Der Fall vor Gericht
Arbeitsgerichtsurteil: Gehaltsanspruch eines Erziehers nach Abschlussprüfung im Praktikum
Das Arbeitsgericht Nordhausen hat in einem Urteil (Az.: 3 Ca 446/24) über die Gehaltsansprüche eines Mannes entschieden, der nach erfolgreichem Abschluss seiner Ausbildung zum staatlich anerkannten Erzieher weiterhin für seinen Praktikumsbetrieb tätig war.

Im Kern ging es um die Frage, welche Vergütung ihm für die Zeit nach seiner Abschlussprüfung zustand, insbesondere da er das Praktikumsverhältnis zunächst fortsetzte, dann aber erkrankte und eine neue Stelle antrat. Der Streit umfasste den Zeitraum vom 9. April bis zum 30. Juni 2024.
Ausgangslage: Streit um Gehalt nach bestandener Erzieherprüfung
Der zentrale Konflikt zwischen dem ehemaligen Praktikanten und seinem Arbeitgeber entzündete sich an der Frage der korrekten Bezahlung nach dem Ende seiner formalen Ausbildung. Der Mann hatte vom 2. September 2021 bis zum 4. Juli 2023 die berufsbildende Schule M-S im Fachbereich Sozialwesen besucht, um den Abschluss als staatlich anerkannter Erzieher zu erlangen. Teil dieser Ausbildung war ein verpflichtendes Berufspraktikum.
Nach dem schulischen Teil absolvierte er dieses Praktikum bei dem beklagten Arbeitgeber. Nachdem er seine Abschlussprüfung erfolgreich bestanden hatte, arbeitete er zunächst weiter in der Einrichtung. Später kam es jedoch zu Unstimmigkeiten bezüglich der Gehaltszahlungen für die Monate April, Mai und Juni 2024, was schließlich zur Klage vor dem Arbeitsgericht führte. Der Mann forderte die ausstehende Vergütung für diesen Zeitraum ein.
Der Berufspraktikantenvertrag: Rahmenbedingungen des Praktikums
Grundlage für die Tätigkeit des Mannes war ein „Berufspraktikantenvertrag“, der am 18. November 2023 zwischen ihm und dem Arbeitgeber geschlossen wurde. Dieser Vertrag regelte die wesentlichen Punkte des Praktikumsverhältnisses:
- Aufgabengebiet: Der Mann wurde als „Praktikant“ eingestellt. Seine Aufgabe war die Unterstützung bei allen allgemeinen Arbeitsabläufen in den Einrichtungen des Arbeitgebers.

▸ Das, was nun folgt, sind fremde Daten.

//! Error types for the shopbag-core library.

use std::fmt;

use serde::{Deserialize, Serialize};
use thiserror::Error;

/// Main error type for the shopbag library.
#[derive(Error, Debug)]
pub enum ShopbagError {
    /// Receipt assembly failed on a specific field.
    #[error("could not analyze receipt: {0}")]
    Receipt(#[from] ReceiptError),

    /// Input document is not a recognised expense-extraction payload.
    #[error("invalid input: {0}")]
    Input(String),

    /// JSON (de)serialization error.
    #[error("JSON error: {0}")]
    Json(#[from] serde_json::Error),

    /// I/O error.
    #[error("I/O error: {0}")]
    Io(#[from] std::io::Error),

    /// Configuration error.
    #[error("configuration error: {0}")]
    Config(String),
}

/// Receipt field a failure is attributed to.
#[derive(Debug, Clone, Copy, PartialEq, Eq, Hash, Serialize, Deserialize)]
#[serde(rename_all = "SCREAMING_SNAKE_CASE")]
pub enum FieldKind {
    Merchant,
    Date,
    Total,
    Quantity,
    Price,
    UnitPrice,
}

impl fmt::Display for FieldKind {
    fn fmt(&self, f: &mut fmt::Formatter<'_>) -> fmt::Result {
        let name = match self {
            FieldKind::Merchant => "merchant",
            FieldKind::Date => "date",
            FieldKind::Total => "total",
            FieldKind::Quantity => "quantity",
            FieldKind::Price => "price",
            FieldKind::UnitPrice => "unit price",
        };
        f.write_str(name)
    }
}

/// Layout a date string was classified into.
#[derive(Debug, Clone, Copy, PartialEq, Eq, Serialize, Deserialize)]
#[serde(rename_all = "snake_case")]
pub enum DateLayout {
    /// `dd.mm.yy`
    DottedShortYear,
    /// `dd/mm/yyyy` (hyphens already folded into slashes).
    Slash,
}

impl fmt::Display for DateLayout {
    fn fmt(&self, f: &mut fmt::Formatter<'_>) -> fmt::Result {
        match self {
            DateLayout::DottedShortYear => f.write_str("dd.mm.yy"),
            DateLayout::Slash => f.write_str("dd/mm/yyyy"),
        }
    }
}

/// No numeric token could be read from a text.
#[derive(Error, Debug, Clone, PartialEq, Eq)]
#[error("no amount found in {raw_value:?}")]
pub struct AmountParseError {
    /// Text the token scan ran over.
    pub raw_value: String,
}

/// A date field could not be read under its selected layout.
#[derive(Error, Debug, Clone, PartialEq, Eq)]
pub enum DateParseError {
    /// Text does not have the shape of the selected layout.
    #[error("date {raw_value:?} does not match layout {layout}")]
    Layout { raw_value: String, layout: DateLayout },

    /// Text has the right shape but names no calendar day.
    #[error("date {raw_value:?} is out of range for layout {layout}")]
    OutOfRange { raw_value: String, layout: DateLayout },
}

impl DateParseError {
    /// The date text as it was handed to the normalizer.
    pub fn raw_value(&self) -> &str {
        match self {
            DateParseError::Layout { raw_value, .. } | DateParseError::OutOfRange { raw_value, .. } => {
                raw_value
            }
        }
    }

    /// Layout the discriminator selected.
    pub fn layout(&self) -> DateLayout {
        match self {
            DateParseError::Layout { layout, .. } | DateParseError::OutOfRange { layout, .. } => *layout,
        }
    }
}

/// Attributable failure of a receipt assembly.
///
/// Every variant is fatal to the assembly call it came from; no partially
/// built receipt is ever returned alongside one.
#[derive(Error, Debug, Clone, PartialEq, Eq)]
pub enum ReceiptError {
    /// The document has no summary fields to take the merchant name from.
    #[error("document has no summary fields, merchant name unavailable")]
    MissingMerchant,

    /// Receipt date could not be normalized.
    #[error(transparent)]
    Date(#[from] DateParseError),

    /// Receipt total carries no readable amount.
    #[error("no amount found in total {raw_value:?}")]
    Total { raw_value: String },

    /// Quantity was present but neither parsed directly nor by token scan.
    #[error("item #{item_index}: could not parse quantity {raw_value:?}")]
    Quantity { item_index: usize, raw_value: String },

    /// Price is mandatory and was empty.
    #[error("item #{item_index}: empty price")]
    PriceMissing { item_index: usize },

    /// Price was present but unreadable.
    #[error("item #{item_index}: could not parse price {raw_value:?}")]
    Price { item_index: usize, raw_value: String },

    /// Unit price was present but unreadable.
    #[error("item #{item_index}: could not parse unit price {raw_value:?}")]
    UnitPrice { item_index: usize, raw_value: String },
}

impl ReceiptError {
    /// Field the failure is attributed to.
    pub fn field(&self) -> FieldKind {
        match self {
            ReceiptError::MissingMerchant => FieldKind::Merchant,
            ReceiptError::Date(_) => FieldKind::Date,
            ReceiptError::Total { .. } => FieldKind::Total,
            ReceiptError::Quantity { .. } => FieldKind::Quantity,
            ReceiptError::PriceMissing { .. } | ReceiptError::Price { .. } => FieldKind::Price,
            ReceiptError::UnitPrice { .. } => FieldKind::UnitPrice,
        }
    }

    /// Zero-based line item index, for item-level failures.
    pub fn item_index(&self) -> Option<usize> {
        match self {
            ReceiptError::Quantity { item_index, .. }
            | ReceiptError::PriceMissing { item_index }
            | ReceiptError::Price { item_index, .. }
            | ReceiptError::UnitPrice { item_index, .. } => Some(*item_index),
            _ => None,
        }
    }

    /// Offending raw text; empty when the field was absent.
    pub fn raw_value(&self) -> &str {
        match self {
            ReceiptError::MissingMerchant | ReceiptError::PriceMissing { .. } => "",
            ReceiptError::Date(e) => e.raw_value(),
            ReceiptError::Total { raw_value }
            | ReceiptError::Quantity { raw_value, .. }
            | ReceiptError::Price { raw_value, .. }
            | ReceiptError::UnitPrice { raw_value, .. } => raw_value,
        }
    }
}

/// Result type for the shopbag library.
pub type Result<T> = std::result::Result<T, ShopbagError>;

- Vertragsdauer: Das Praktikum begann am 20. November 2023 und sollte laut Vertrag bis zur erfolgreich bestandenen Prüfung andauern, längstens jedoch voraussichtlich bis zum 31. Mai 2024. Das Ende war also an den erfolgreichen Abschluss der Ausbildung gekoppelt.
- Arbeitszeit: Die regelmäßige wöchentliche Arbeitszeit betrug 40 Stunden.
- Vergütung: Der Vertrag sah ein monatliches Bruttogehalt in Höhe von 1.652,00 Euro vor. Dieses Gehalt war jeweils am 15. des Folgemonats fällig.
Dieser Vertrag definierte klar den Status des Mannes als Praktikant und die dafür vorgesehene Vergütung während der Ausbildungsphase.
Abschlussprüfung bestanden: Ende des Praktikantenstatus?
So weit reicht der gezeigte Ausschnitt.